- IOC code: CRC
- NOC: Costa Rican Olympic Committee
- Website: www.concrc.org (in Spanish)

in Tokyo, Japan July 23, 2021 – August 8, 2021
- Competitors: 14 in 7 sports
- Flag bearers (opening): Andrea Vargas Ian Sancho Chinchila
- Flag bearer (closing): Noelia Vargas
- Medals: Gold 0 Silver 0 Bronze 0 Total 0

Summer Olympics appearances (overview)
- 1936; 1948–1960; 1964; 1968; 1972; 1976; 1980; 1984; 1988; 1992; 1996; 2000; 2004; 2008; 2012; 2016; 2020; 2024;

= Costa Rica at the 2020 Summer Olympics =

Costa Rica competed at the 2020 Summer Olympics in Tokyo. Originally scheduled to take place from 24 July to 9 August 2020, the Games were postponed to 23 July to 8 August 2021, because of the COVID-19 pandemic. It was the nation's sixteenth appearance at the Summer Olympics, since its debut in 1936. Costa Rica failed to win any medal for the fifth consecutive Olympics.

==Competitors==
The following is the list of number of competitors participating in the Games:

| Sport | Men | Women | Total |
|---|---|---|---|
| Athletics | 1 | 2 | 3 |
| Cycling | 2 | 1 | 3 |
| Gymnastics | 0 | 1 | 1 |
| Judo | 1 | 0 | 1 |
| Surfing | 1 | 2 | 3 |
| Swimming | 1 | 1 | 2 |
| Taekwondo | 0 | 1 | 1 |
| Total | 6 | 8 | 14 |

==Athletics==

Costa Rican athletes further achieved the entry standards, either by qualifying time or by world ranking, in the following track and field events (up to a maximum of 3 athletes in each event):

- Track & road events

| Athlete | Event | Heat |  | Semifinal |  | Final |  |
| Result | Rank | Result | Rank | Result | Rank |
| Gerald Drummond | Men's 400 m hurdles | 49.92 | 7 | Did not advance |  |  |  |
| Andrea Vargas | Women's 100 m hurdles | 12.71 SB | 1 Q | 12.69 | 3 | Did not advance |  |
| Noelia Vargas | Women's 20 km walk | — |  |  |  | 1:35:07 | 21 |

==Cycling==

===Road===
Costa Rica entered one rider each to compete in the men's and women's Olympic road races, by virtue of his top 50 national finish (for men) and her top 100 individual finish (for women) in the UCI World Ranking.
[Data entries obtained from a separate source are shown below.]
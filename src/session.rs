use crate::context::UsbContext;
use crate::protocol::{CAMERA_INTERFACE, MOTOR_INTERFACE, PID_NUI_CAMERA, PID_NUI_MOTOR, VID_MICROSOFT};
use crate::types::{HardwareRevision, Subdevices};
use crate::{CubicError, Result};
use rusb::UsbContext as _;
use std::sync::atomic::{AtomicBool, Ordering};
use std::sync::Arc;
use std::time::Duration;

const CONTROL_TIMEOUT: Duration = Duration::from_secs(1);

/// Where the requested sensor's sub-devices sit in the enumeration list.
#[derive(Debug, Clone, Copy, PartialEq, Eq)]
pub(crate) struct Located {
    pub camera: usize,
    /// Motor entry immediately preceding the camera, if any.
    pub motor: Option<usize>,
    pub revision: HardwareRevision,
}

/// Find the `index`-th camera in an enumeration list of `(vendor, product)`
/// pairs. `None` entries are devices whose descriptor could not be read.
///
/// Only Microsoft devices count toward adjacency. A camera that directly
/// follows a motor entry is an Xbox 360 unit; its motor is that entry.
pub(crate) fn locate_subdevices(ids: &[Option<(u16, u16)>], index: usize) -> Option<Located> {
    let mut ms_ordinal = 0usize;
    let mut cameras = 0usize;
    let mut last_motor: Option<(usize, usize)> = None;

    for (pos, id) in ids.iter().enumerate() {
        let Some((vid, pid)) = *id else { continue };
        if vid != VID_MICROSOFT {
            continue;
        }

        if pid == PID_NUI_MOTOR {
            last_motor = Some((pos, ms_ordinal));
        }

        if pid == PID_NUI_CAMERA {
            if cameras == index {
                let motor = last_motor
                    .filter(|&(_, ordinal)| ms_ordinal == ordinal + 1)
                    .map(|(motor_pos, _)| motor_pos);
                let revision = if motor.is_some() {
                    HardwareRevision::Xbox360
                } else {
                    HardwareRevision::KinectForWindows
                };
                return Some(Located {
                    camera: pos,
                    motor,
                    revision,
                });
            }
            cameras += 1;
        }
        ms_ordinal += 1;
    }

    None
}

/// Open, claimed USB interfaces of one physical sensor.
///
/// Once the device disappears the session is dead for good; it must be
/// closed and a new one opened.
pub struct DeviceSession {
    index: usize,
    revision: HardwareRevision,
    camera: Option<rusb::DeviceHandle<rusb::Context>>,
    motor: Option<rusb::DeviceHandle<rusb::Context>>,
    kernel_driver_detached: bool,
    device_dead: Arc<AtomicBool>,
    next_tag: u16,
}

impl DeviceSession {
    /// Acquire the `index`-th sensor's requested sub-devices.
    ///
    /// On any failure everything opened so far is released before the error
    /// is returned.
    pub fn open(ctx: &UsbContext, index: usize, subdevices: Subdevices) -> Result<DeviceSession> {
        let list = ctx.raw().devices()?;
        let devices: Vec<rusb::Device<rusb::Context>> = list.iter().collect();
        let ids: Vec<Option<(u16, u16)>> = devices
            .iter()
            .map(|d| {
                d.device_descriptor()
                    .ok()
                    .map(|desc| (desc.vendor_id(), desc.product_id()))
            })
            .collect();

        let located = locate_subdevices(&ids, index).ok_or(CubicError::DeviceNotFound(index))?;

        let mut session = DeviceSession {
            index,
            revision: located.revision,
            camera: None,
            motor: None,
            kernel_driver_detached: false,
            device_dead: Arc::new(AtomicBool::new(false)),
            next_tag: 0,
        };

        // Dropping `session` on an early return releases whatever was claimed.
        if subdevices.contains(Subdevices::CAMERA) {
            session.open_camera(&devices[located.camera])?;
        }
        if subdevices.contains(Subdevices::MOTOR) {
            let motor_pos = located.motor.ok_or(CubicError::MotorNotFound(index))?;
            session.open_motor(&devices[motor_pos])?;
        }

        log::info!(
            "Opened sensor #{}: revision={:?} camera={} motor={}",
            index,
            session.revision,
            session.camera.is_some(),
            session.motor.is_some()
        );
        Ok(session)
    }

    fn open_camera(&mut self, device: &rusb::Device<rusb::Context>) -> Result<()> {
        let mut handle = device.open().map_err(|source| CubicError::Open {
            subdevice: "camera",
            source,
        })?;

        match handle.kernel_driver_active(CAMERA_INTERFACE) {
            Ok(true) => {
                handle
                    .detach_kernel_driver(CAMERA_INTERFACE)
                    .map_err(CubicError::DetachKernelDriver)?;
                log::debug!("Detached kernel driver from camera #{}", self.index);
                self.kernel_driver_detached = true;
            }
            Ok(false) | Err(rusb::Error::NotSupported) => {}
            Err(e) => log::debug!("Kernel driver query failed: {} (continuing)", e),
        }

        let camera = self.camera.insert(handle);
        camera
            .claim_interface(CAMERA_INTERFACE)
            .map_err(|source| CubicError::Claim {
                subdevice: "camera",
                source,
            })
    }

    fn open_motor(&mut self, device: &rusb::Device<rusb::Context>) -> Result<()> {
        let mut handle = device.open().map_err(|source| CubicError::Open {
            subdevice: "motor",
            source,
        })?;
        handle
            .claim_interface(MOTOR_INTERFACE)
            .map_err(|source| CubicError::Claim {
                subdevice: "motor",
                source,
            })?;
        self.motor = Some(handle);
        Ok(())
    }

    /// Release interfaces, give the camera back to its kernel driver and
    /// close both handles. Safe to call more than once.
    pub fn close_subdevices(&mut self) {
        if let Some(mut camera) = self.camera.take() {
            let _ = camera.release_interface(CAMERA_INTERFACE);
            if self.kernel_driver_detached {
                if let Err(e) = camera.attach_kernel_driver(CAMERA_INTERFACE) {
                    log::debug!("Re-attaching camera kernel driver failed: {}", e);
                }
                self.kernel_driver_detached = false;
            }
            log::debug!("Closed camera #{}", self.index);
        }
        if let Some(mut motor) = self.motor.take() {
            let _ = motor.release_interface(MOTOR_INTERFACE);
            log::debug!("Closed motor #{}", self.index);
        }
    }

    /// Issue a control transfer on the camera. Direction follows bit 7 of
    /// `request_type`; returns the number of bytes transferred.
    pub fn control(
        &self,
        request_type: u8,
        request: u8,
        value: u16,
        index: u16,
        data: &mut [u8],
    ) -> Result<usize> {
        let camera = self.camera.as_ref().ok_or(CubicError::SessionClosed)?;
        if self.is_dead() {
            return Err(CubicError::DeviceGone);
        }
        let result = if request_type & 0x80 != 0 {
            camera.read_control(request_type, request, value, index, data, CONTROL_TIMEOUT)
        } else {
            camera.write_control(request_type, request, value, index, data, CONTROL_TIMEOUT)
        };
        result.map_err(|e| {
            if e == rusb::Error::NoDevice {
                self.mark_dead();
            }
            CubicError::Usb(e)
        })
    }

    pub(crate) fn take_tag(&mut self) -> u16 {
        let tag = self.next_tag;
        self.next_tag = self.next_tag.wrapping_add(1);
        tag
    }

    pub(crate) fn camera_raw(&self) -> Option<*mut rusb::ffi::libusb_device_handle> {
        self.camera.as_ref().map(|h| h.as_raw())
    }

    pub(crate) fn dead_flag(&self) -> Arc<AtomicBool> {
        self.device_dead.clone()
    }

    fn mark_dead(&self) {
        if !self.device_dead.swap(true, Ordering::AcqRel) {
            log::error!("Sensor #{} disappeared", self.index);
        }
    }

    pub fn index(&self) -> usize {
        self.index
    }

    pub fn revision(&self) -> HardwareRevision {
        self.revision
    }

    pub fn has_motor(&self) -> bool {
        self.motor.is_some()
    }

    /// True once the underlying USB device has gone away.
    pub fn is_dead(&self) -> bool {
        self.device_dead.load(Ordering::Acquire)
    }
}

impl Drop for DeviceSession {
    fn drop(&mut self) {
        self.close_subdevices();
    }
}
| Athlete | Event | Time | Rank |
|---|---|---|---|
| Andrey Amador | Men's road race | 6:21:46 | 68 |
| María José Vargas | Women's road race | Did not finish |  |

===BMX===
Costa Rica entered one BMX rider to compete in the men's freestyle, by finishing in the top two at the 2019 UCI Urban Cycling World Championships in Chengdu, China.

| Athlete | Event | Seeding |  | Final |  |
| Score | Rank | Score | Rank |
| Kenneth Tencio | Men's freestyle | 79.80 | 6 | 90.5 | 4 |

==Gymnastics==

===Artistic===
Costa Rica entered one artistic gymnast into the Olympic competition, marking the country's debut in the sport. Luciana Alvarado scored a third-place finish to book the last of two available berths in the women's individual all-around and apparatus events at the 2021 Pan American Championships in Rio de Janeiro, Brazil.

- Women

| Athlete | Event | Qualification |  |  |  |  |  | Final |  |  |  |  |  |
| Apparatus |  |  |  | Total | Rank | Apparatus |  |  |  | Total | Rank |
| V | UB | BB | F | V | UB | BB | F |
| Luciana Alvarado | All-around | 13.433 | 12,741 | 12.966 | 12.166 | 51.306 | 51 | Did not advance |  |  |  |  |  |

==Judo==

Costa Rica qualified one judoka for the men's half-lightweight category (66 kg) at the Games. Ian Sancho Chinchila accepted a continental berth from the Americas as the nation's top-ranked judoka outside of direct qualifying position in the IJF World Ranking List of June 28, 2021.

| Athlete | Event | Round of 32 | Round of 16 | Quarterfinals | Semifinals | Repechage | Final / BM |  |
| Opposition Result | Opposition Result | Opposition Result | Opposition Result | Opposition Result | Opposition Result | Rank |
| Ian Sancho Chinchila | Men's −66 kg | Cullhaj (ALB) W 11–00 | An B-u (KOR) L 00–10 | Did not advance |  |  |  |  |

==Surfing==

Costa Rica sent two surfers to compete in the women's shortboard race and one surfer to compete in the men's shortboard race at the Games. Brisa Hennessy finished within the top eight of those eligible for qualification in the World Surf League rankings to secure her place on the Costa Rican roster for Tokyo 2020, with Leilani McGonagle joining her with a top-two finish in her heat at the 2021 ISA World Surfing Games in El Salvador. On July 23, Carlos Muñoz Herrera joined the nation's surfing squad at the Games after Portugal's Frederico Morais tested positive for COVID-19.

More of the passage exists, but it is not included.